**Task to complete:**
Copy every line of the following data that includes the string "Creates".

Content starts

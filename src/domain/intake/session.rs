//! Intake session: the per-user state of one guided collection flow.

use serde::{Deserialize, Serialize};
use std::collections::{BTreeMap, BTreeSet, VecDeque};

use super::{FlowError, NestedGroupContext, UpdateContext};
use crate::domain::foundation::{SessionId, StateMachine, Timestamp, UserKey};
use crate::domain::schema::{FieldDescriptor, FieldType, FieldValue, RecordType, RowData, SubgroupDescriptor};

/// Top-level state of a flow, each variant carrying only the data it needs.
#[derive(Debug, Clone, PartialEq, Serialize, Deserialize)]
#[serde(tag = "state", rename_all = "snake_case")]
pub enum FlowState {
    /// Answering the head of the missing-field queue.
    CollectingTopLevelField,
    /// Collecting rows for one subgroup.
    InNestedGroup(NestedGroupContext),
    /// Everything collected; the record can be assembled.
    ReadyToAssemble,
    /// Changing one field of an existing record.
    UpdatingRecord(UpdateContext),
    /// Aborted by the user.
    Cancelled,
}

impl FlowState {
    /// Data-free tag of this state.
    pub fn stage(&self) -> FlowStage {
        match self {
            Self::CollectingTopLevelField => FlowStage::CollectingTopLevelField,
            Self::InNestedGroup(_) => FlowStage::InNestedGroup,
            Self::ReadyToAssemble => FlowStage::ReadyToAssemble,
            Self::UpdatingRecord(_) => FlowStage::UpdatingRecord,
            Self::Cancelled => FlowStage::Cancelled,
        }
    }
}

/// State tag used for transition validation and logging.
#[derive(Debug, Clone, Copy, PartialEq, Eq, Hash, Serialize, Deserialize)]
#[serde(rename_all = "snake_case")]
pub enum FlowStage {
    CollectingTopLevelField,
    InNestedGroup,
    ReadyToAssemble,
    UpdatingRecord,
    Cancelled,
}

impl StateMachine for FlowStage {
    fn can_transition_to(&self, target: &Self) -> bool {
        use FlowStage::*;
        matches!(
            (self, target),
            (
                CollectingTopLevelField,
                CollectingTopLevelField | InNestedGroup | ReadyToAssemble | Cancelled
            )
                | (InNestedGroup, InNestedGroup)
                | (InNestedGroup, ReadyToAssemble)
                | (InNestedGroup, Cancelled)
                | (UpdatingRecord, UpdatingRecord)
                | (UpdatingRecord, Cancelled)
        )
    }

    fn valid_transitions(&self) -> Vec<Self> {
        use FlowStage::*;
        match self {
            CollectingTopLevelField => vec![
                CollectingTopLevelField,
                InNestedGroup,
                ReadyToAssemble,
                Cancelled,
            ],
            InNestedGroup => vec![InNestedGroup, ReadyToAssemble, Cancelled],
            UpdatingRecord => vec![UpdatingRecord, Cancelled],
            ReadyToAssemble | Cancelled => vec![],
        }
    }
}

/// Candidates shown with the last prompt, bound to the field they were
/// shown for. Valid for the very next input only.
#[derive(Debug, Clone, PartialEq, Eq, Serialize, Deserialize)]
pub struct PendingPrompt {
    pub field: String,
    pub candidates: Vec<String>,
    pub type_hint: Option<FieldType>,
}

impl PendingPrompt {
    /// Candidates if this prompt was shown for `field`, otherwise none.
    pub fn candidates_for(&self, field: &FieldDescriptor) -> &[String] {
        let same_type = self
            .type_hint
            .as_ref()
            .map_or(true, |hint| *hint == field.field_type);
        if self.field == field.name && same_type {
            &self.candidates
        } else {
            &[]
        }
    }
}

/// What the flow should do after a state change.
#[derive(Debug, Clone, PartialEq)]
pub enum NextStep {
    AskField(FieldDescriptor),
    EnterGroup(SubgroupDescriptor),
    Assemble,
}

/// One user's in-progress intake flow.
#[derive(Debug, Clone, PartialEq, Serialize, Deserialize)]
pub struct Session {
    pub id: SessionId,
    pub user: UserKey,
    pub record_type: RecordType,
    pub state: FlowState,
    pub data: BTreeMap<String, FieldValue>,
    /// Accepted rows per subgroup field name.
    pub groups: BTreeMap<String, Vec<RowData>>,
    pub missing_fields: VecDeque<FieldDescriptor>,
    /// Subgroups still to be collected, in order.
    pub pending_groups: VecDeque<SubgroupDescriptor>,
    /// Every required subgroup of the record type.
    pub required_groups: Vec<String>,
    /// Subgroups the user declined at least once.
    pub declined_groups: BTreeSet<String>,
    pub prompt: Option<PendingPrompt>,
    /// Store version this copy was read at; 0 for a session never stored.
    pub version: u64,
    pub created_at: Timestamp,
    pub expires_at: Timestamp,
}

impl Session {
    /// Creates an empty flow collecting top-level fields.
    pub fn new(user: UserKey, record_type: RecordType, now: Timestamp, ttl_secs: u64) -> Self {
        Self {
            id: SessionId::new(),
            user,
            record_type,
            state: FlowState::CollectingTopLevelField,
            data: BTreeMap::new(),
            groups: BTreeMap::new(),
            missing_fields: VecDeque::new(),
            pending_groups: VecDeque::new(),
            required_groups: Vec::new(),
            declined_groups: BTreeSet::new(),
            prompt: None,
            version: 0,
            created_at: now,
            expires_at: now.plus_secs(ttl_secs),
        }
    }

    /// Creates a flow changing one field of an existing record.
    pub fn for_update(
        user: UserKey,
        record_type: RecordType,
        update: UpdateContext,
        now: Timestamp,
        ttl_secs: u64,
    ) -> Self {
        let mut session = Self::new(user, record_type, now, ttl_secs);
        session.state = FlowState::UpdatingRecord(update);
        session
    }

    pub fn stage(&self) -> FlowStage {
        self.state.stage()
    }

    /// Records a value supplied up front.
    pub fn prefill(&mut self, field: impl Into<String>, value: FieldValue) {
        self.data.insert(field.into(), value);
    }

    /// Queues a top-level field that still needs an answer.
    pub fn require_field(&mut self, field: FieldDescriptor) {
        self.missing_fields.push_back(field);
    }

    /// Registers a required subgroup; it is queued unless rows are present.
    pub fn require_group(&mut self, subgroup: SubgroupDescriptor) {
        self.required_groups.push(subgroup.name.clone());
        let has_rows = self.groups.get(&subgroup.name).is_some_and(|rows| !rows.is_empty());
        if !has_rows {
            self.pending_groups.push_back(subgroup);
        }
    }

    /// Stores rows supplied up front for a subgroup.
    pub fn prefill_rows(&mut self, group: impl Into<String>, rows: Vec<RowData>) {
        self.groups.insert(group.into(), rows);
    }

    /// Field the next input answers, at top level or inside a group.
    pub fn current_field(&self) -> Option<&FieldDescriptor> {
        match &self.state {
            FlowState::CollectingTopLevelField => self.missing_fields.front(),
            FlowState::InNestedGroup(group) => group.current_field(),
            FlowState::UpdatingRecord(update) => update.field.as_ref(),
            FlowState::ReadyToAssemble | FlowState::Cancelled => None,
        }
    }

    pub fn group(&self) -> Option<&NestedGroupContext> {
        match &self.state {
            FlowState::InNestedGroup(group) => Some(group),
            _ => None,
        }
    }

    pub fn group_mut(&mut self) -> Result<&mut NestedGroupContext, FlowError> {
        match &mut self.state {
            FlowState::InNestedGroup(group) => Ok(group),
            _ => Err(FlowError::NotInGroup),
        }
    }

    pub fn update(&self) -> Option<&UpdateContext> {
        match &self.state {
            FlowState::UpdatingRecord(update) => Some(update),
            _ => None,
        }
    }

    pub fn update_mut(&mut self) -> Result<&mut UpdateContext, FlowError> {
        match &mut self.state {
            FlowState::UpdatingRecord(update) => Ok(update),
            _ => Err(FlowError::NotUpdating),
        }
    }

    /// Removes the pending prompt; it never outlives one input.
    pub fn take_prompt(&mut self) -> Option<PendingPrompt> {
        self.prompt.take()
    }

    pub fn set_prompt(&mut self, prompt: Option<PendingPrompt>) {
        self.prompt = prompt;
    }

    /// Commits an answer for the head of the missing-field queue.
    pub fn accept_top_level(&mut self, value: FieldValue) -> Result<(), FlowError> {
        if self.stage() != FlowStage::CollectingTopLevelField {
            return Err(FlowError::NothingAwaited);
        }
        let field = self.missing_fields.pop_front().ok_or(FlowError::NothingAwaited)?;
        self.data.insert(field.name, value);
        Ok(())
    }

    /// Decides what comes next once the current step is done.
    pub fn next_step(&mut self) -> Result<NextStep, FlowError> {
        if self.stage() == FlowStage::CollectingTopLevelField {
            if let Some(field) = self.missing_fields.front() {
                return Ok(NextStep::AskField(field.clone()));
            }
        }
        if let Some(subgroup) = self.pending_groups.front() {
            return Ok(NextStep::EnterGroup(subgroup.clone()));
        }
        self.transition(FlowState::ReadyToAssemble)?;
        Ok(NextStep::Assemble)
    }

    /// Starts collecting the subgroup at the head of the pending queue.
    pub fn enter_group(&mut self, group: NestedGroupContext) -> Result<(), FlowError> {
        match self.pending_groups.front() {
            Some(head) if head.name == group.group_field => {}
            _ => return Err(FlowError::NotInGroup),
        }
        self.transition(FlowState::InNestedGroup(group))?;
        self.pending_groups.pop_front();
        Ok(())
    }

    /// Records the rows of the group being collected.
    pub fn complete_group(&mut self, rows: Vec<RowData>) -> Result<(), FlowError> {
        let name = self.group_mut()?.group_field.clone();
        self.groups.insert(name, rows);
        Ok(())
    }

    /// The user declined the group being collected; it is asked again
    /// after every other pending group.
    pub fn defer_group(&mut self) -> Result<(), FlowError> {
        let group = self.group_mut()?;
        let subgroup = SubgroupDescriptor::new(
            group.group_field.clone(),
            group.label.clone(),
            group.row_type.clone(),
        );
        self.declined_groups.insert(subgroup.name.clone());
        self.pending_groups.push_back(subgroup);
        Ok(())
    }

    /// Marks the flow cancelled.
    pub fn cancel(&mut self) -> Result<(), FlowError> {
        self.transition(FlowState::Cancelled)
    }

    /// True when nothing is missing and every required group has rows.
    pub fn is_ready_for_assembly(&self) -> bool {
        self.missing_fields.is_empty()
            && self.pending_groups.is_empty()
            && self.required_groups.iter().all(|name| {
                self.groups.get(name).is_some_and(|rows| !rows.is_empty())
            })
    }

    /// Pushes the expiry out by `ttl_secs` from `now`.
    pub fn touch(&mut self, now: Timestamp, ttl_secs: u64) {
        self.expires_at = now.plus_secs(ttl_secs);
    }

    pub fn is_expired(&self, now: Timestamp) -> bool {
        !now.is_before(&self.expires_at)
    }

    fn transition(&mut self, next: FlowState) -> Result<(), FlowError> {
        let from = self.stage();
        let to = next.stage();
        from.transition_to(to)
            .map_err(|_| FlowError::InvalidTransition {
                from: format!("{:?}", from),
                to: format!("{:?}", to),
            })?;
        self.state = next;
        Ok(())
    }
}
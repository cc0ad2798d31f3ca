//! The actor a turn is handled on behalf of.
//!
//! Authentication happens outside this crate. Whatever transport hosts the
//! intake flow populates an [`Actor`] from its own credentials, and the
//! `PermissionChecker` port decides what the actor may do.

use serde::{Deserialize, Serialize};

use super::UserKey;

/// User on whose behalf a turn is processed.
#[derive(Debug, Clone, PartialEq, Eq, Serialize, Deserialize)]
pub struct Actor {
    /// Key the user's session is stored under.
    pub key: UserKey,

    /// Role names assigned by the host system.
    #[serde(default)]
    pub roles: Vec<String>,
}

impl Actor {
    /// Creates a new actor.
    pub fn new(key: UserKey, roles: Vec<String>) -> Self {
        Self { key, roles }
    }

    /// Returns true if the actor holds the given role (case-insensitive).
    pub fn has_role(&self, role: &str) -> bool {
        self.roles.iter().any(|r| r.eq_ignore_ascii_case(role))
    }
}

Content ends

**Output of the exercise:**
    /// Creates an empty flow collecting top-level fields.
    /// Creates a flow changing one field of an existing record.
    /// Creates a new actor.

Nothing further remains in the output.